McClain told officers during their encounter that he was having trouble breathing and he later choked on his own vomit while he was restrained, the previous trial revealed.
“This trial is about the defendant and his teammates doing nothing to help Elijah McClain. This trial is about their continued callousness and indifference to Mr. McClain’s suffering,” she said.
Attorney Megan Magdalena Downing, who represents Woodyard, argued that the ketamine that was administered by the EMTs that night was responsible for McClain’s death, according to Denver7.
“Let me be clear — someone is guilty,” Downing said. “They’re not here. It’s not Nathan.”

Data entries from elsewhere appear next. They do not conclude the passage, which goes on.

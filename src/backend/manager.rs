//! Backend registry with strategy routing, failover, health and hot swap.

use parking_lot::Mutex;
use rand::rngs::StdRng;
use rand::SeedableRng;
use serde::Serialize;
use std::collections::HashMap;
use std::future::Future;
use std::sync::atomic::{AtomicUsize, Ordering};
use std::sync::{Arc, Weak};
use std::time::Duration;
use tokio::sync::mpsc;
use tokio::task::JoinHandle;
use tokio::time::Instant;
use tokio_util::sync::CancellationToken;
use tracing::{debug, info, warn};

use crate::config::BackendConfig;
use crate::error::MuxError;
use crate::security::{AuditEntry, AuditEventType, AuditLogger, Outcome, Severity};
use crate::session::{CaptureChunk, CommandExecution, PerformanceMetrics, Session};

use super::strategy::{plan, Candidate};
use super::{BackendCapabilities, BackendHealth, BatchOutcome, TerminalBackend};

const COMPONENT: &str = "backend-manager";
const DRAIN_POLL: Duration = Duration::from_millis(10);

struct Entry {
    name: String,
    backend: Arc<dyn TerminalBackend>,
    health: BackendHealth,
    draining: bool,
    in_flight: Arc<AtomicUsize>,
    operations: u64,
    failures: u64,
    latency_micros: u64,
}

impl Entry {
    fn new(backend: Arc<dyn TerminalBackend>) -> Self {
        Self {
            name: backend.name().to_string(),
            backend,
            health: BackendHealth::default(),
            draining: false,
            in_flight: Arc::new(AtomicUsize::new(0)),
            operations: 0,
            failures: 0,
            latency_micros: 0,
        }
    }

    fn avg_latency_ms(&self) -> f64 {
        let succeeded = self.operations - self.failures;
        if succeeded == 0 {
            self.health.latency.as_secs_f64() * 1000.0
        } else {
            self.latency_micros as f64 / succeeded as f64 / 1000.0
        }
    }
}

#[derive(Default)]
struct State {
    /// Fallback chain order; names not in `chain` follow in registration order.
    entries: Vec<Entry>,
    chain: Vec<String>,
    affinity: HashMap<String, String>,
    captures: HashMap<String, String>,
    round_robin: usize,
}

impl State {
    fn position(&self, name: &str) -> Option<usize> {
        self.entries.iter().position(|e| e.name == name)
    }

    fn insert(&mut self, entry: Entry) {
        self.entries.push(entry);
        let chain = &self.chain;
        self.entries
            .sort_by_key(|e| chain.iter().position(|n| *n == e.name).unwrap_or(usize::MAX));
    }
}

/// Decrements the backend's in-flight count when dropped.
struct InFlight(Arc<AtomicUsize>);

impl InFlight {
    fn enter(counter: Arc<AtomicUsize>) -> Self {
        counter.fetch_add(1, Ordering::AcqRel);
        Self(counter)
    }
}

impl Drop for InFlight {
    fn drop(&mut self) {
        self.0.fetch_sub(1, Ordering::AcqRel);
    }
}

McClain was stopped by police on his way home from a convenience store in August 2019. A passerby called 911 to report McClain as acting “sketchy” with a ski mask on; however, the caller said there was no weapon and that no one was in danger at the time.
McClain was wearing a ski mask at the time because, according to his family, he had anemia, a blood condition that can make people feel cold more easily.

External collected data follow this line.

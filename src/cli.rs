//! CLI argument parsing via clap.

use clap::{Parser, Subcommand};
use muxctl::config::PerformanceMode;
use std::path::PathBuf;

use crate::build_info::LONG_VERSION;

/// Secure control plane for a tmux server.
#[derive(Debug, Parser)]
#[command(name = "muxctl", version, long_version = LONG_VERSION)]
pub struct Args {
    /// Path to config file (default: ./muxctl.toml or ~/.config/muxctl/muxctl.toml).
    #[arg(short = 'c', long = "config", global = true)]
    pub config: Option<String>,

    /// Override the tmux control socket.
    #[arg(short = 'S', long = "socket", global = true)]
    pub socket: Option<PathBuf>,

    /// Override the performance mode (balanced, performance, reliability).
    #[arg(short = 'm', long = "mode", global = true)]
    pub mode: Option<PerformanceMode>,

    #[command(subcommand)]
    pub command: Command,
}

#[derive(Debug, Subcommand)]
pub enum Command {
    /// List sessions on the server.
    Sessions,
    /// Create a session.
    Create { name: String },
    /// Kill a session by id.
    Destroy { id: String },
    /// Type a command into a pane and press Enter.
    Send {
        session: String,
        command: String,
        #[arg(short = 'p', long = "pane")]
        pane: Option<String>,
    },
    /// Print the last lines of a pane.
    Capture {
        session: String,
        #[arg(short = 'p', long = "pane")]
        pane: Option<String>,
        #[arg(short = 'n', long = "lines", default_value_t = 50)]
        lines: usize,
    },
    /// Stream pane output until interrupted.
    Watch {
        session: String,
        #[arg(short = 'p', long = "pane")]
        pane: Option<String>,
    },
    /// Report backend health.
    Health,
    /// Print aggregate performance metrics as JSON.
    Metrics,
    /// Write the default config to ~/.config/muxctl/muxctl.toml.
    Init,
}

When officers arrived on the scene, they told McClain they had a right to stop him because he was “being suspicious.”
In police body camera footage, McClain can be heard telling police he was going home and that, “I have a right to go where I am going.”

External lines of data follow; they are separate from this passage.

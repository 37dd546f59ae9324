//! Backend selection strategies.
//!
//! [`plan`] turns the registered backends into an attempt order: the
//! strategy's pick first, then the remaining eligible backends in fallback
//! chain order. Draining backends are never planned. Health-based and
//! primary-fallback selection also skip unhealthy backends.

use rand::Rng;

use crate::config::SelectionStrategy;

/// Selection inputs for one backend, listed in fallback chain order.
#[derive(Debug, Clone, PartialEq)]
pub struct Candidate {
    pub name: String,
    pub healthy: bool,
    pub draining: bool,
    pub in_flight: usize,
    pub avg_latency_ms: f64,
    pub weight: u32,
}

pub fn plan<R: Rng + ?Sized>(
    strategy: SelectionStrategy,
    candidates: &[Candidate],
    round_robin: usize,
    rng: &mut R,
) -> Vec<usize> {
    let health_gated = matches!(
        strategy,
        SelectionStrategy::HealthBased | SelectionStrategy::PrimaryFallback
    );
    let eligible: Vec<usize> = candidates
        .iter()
        .enumerate()
        .filter(|(_, c)| !c.draining && (c.healthy || !health_gated))
        .map(|(i, _)| i)
        .collect();
    if eligible.is_empty() {
        return eligible;
    }

    let first = match strategy {
        SelectionStrategy::PrimaryFallback => eligible[0],
        SelectionStrategy::RoundRobin => eligible[round_robin % eligible.len()],
        SelectionStrategy::LeastConnections => min_by(&eligible, candidates, |c| c.in_flight as f64),
        SelectionStrategy::PerformanceBased | SelectionStrategy::HealthBased => {
            min_by(&eligible, candidates, |c| c.avg_latency_ms)
        }
        SelectionStrategy::WeightedRandom => weighted(&eligible, candidates, rng),
    };

    let mut order = Vec::with_capacity(eligible.len());
    order.push(first);
    order.extend(eligible.into_iter().filter(|i| *i != first));
    order
}

/// Lowest key wins; ties keep chain order.
fn min_by(eligible: &[usize], candidates: &[Candidate], key: impl Fn(&Candidate) -> f64) -> usize {
    let mut best = eligible[0];
    for &i in &eligible[1..] {
        if key(&candidates[i]) < key(&candidates[best]) {
            best = i;
        }
    }
    best
}

/// Pick proportionally to weight. All-zero weights fall back to uniform.
fn weighted<R: Rng + ?Sized>(eligible: &[usize], candidates: &[Candidate], rng: &mut R) -> usize {
    let total: u64 = eligible.iter().map(|&i| u64::from(candidates[i].weight)).sum();
    if total == 0 {
        return eligible[rng.gen_range(0..eligible.len())];
    }
    let mut point = rng.gen_range(0..total);
    for &i in eligible {
        let weight = u64::from(candidates[i].weight);
        if point < weight {
            return i;
        }
        point -= weight;
    }
    eligible[eligible.len() - 1]
}

#[cfg(test)]
mod tests {
    use super::*;
    use rand::rngs::StdRng;
    use rand::SeedableRng;

    fn candidate(name: &str) -> Candidate {
        Candidate {
            name: name.to_string(),
            healthy: true,
            draining: false,
            in_flight: 0,
            avg_latency_ms: 0.0,
            weight: 1,
        }
    }

    fn names(order: &[usize], candidates: &[Candidate]) -> Vec<String> {
        order.iter().map(|&i| candidates[i].name.clone()).collect()
    }

    #[test]
    fn primary_fallback_skips_unhealthy_and_draining() {
        let mut rng = StdRng::seed_from_u64(7);
        let mut candidates = vec![candidate("a"), candidate("b"), candidate("c")];
        candidates[0].healthy = false;
        candidates[1].draining = true;
        let order = plan(SelectionStrategy::PrimaryFallback, &candidates, 0, &mut rng);
        assert_eq!(names(&order, &candidates), vec!["c"]);

        candidates[2].healthy = false;
        assert!(plan(SelectionStrategy::PrimaryFallback, &candidates, 0, &mut rng).is_empty());
    }

    #[test]
    fn round_robin_rotates_and_keeps_unhealthy() {
        let mut rng = StdRng::seed_from_u64(7);
        let mut candidates = vec![candidate("a"), candidate("b")];
        candidates[1].healthy = false;
        let first: Vec<String> = (0..3)
            .map(|n| {
                let order = plan(SelectionStrategy::RoundRobin, &candidates, n, &mut rng);
                candidates[order[0]].name.clone()
            })
            .collect();
        assert_eq!(first, vec!["a", "b", "a"]);
    }

    #[test]
    fn least_connections_and_performance_pick_minimum() {
        let mut rng = StdRng::seed_from_u64(7);
        let mut candidates = vec![candidate("a"), candidate("b"), candidate("c")];
        candidates[0].in_flight = 3;
        candidates[1].in_flight = 1;
        candidates[2].in_flight = 1;
        candidates[0].avg_latency_ms = 2.0;
        candidates[1].avg_latency_ms = 9.0;
        candidates[2].avg_latency_ms = 4.0;

        let order = plan(SelectionStrategy::LeastConnections, &candidates, 0, &mut rng);
        assert_eq!(names(&order, &candidates), vec!["b", "a", "c"]);
        let order = plan(SelectionStrategy::PerformanceBased, &candidates, 0, &mut rng);
        assert_eq!(names(&order, &candidates), vec!["a", "b", "c"]);

        candidates[0].healthy = false;
        let order = plan(SelectionStrategy::HealthBased, &candidates, 0, &mut rng);
        assert_eq!(names(&order, &candidates), vec!["c", "b"]);
    }

    #[test]
    fn weighted_random_never_picks_zero_weight() {
        let mut rng = StdRng::seed_from_u64(42);
        let mut candidates = vec![candidate("a"), candidate("b")];
        candidates[0].weight = 0;
        candidates[1].weight = 5;
        for _ in 0..50 {
            let order = plan(SelectionStrategy::WeightedRandom, &candidates, 0, &mut rng);
            assert_eq!(candidates[order[0]].name, "b");
            assert_eq!(order.len(), 2);
        }
    }
}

Woodyard placed McClain in a carotid hold and he and the other two officers at the scene moved McClain by force to the grass and restrained him.
McClain can be heard pleading with officers in police body camera footage, saying he can’t breathe correctly.
“I’m so sorry. I have no gun, I don’t do that stuff. I don’t do fighting. Why are you taking me?” McClain can be heard saying in body camera footage.
“I can’t breathe,” McClain said, according to the body camera footage. He echoed these words several times.
When EMTs arrived at the scene, McClain was given a shot of 500 milligrams of ketamine for “rapid tranquilization in order to minimize time struggling,” according to department policy, and was loaded into an ambulance where he had a heart attack, according to investigators.
McClain was declared brain-dead days later and died on Aug. 30, 2019.
McClain’s cause of death, which was previously listed as “undetermined,” was listed in an amended autopsy report as “complications of ketamine administration following forcible restraint.” The manner of death remained listed as “undetermined” as it was in the initial report.
In the first trial in connection with McClain’s death, officer Randy Roedema was found guilty of criminally negligent homicide and assault in the third degree last week.
Another officer, Jason Rosenblatt, was found not guilty on charges of reckless manslaughter, assault in the second degree, and criminally negligent homicide.
McClain’s mother, Sheneen McClain, walked out of the courtroom with a raised fist after the split verdict and said she was not satisfied with the outcome.
“America needs to start telling the truth about its history and changing the way it treats all the people that pay into its systems of control,” she said in a statement to ABC News on Friday. “Don’t say sorry to me for humans that fail even their own kind. My soul still cries out for divine justice for my son Elijah McClain.”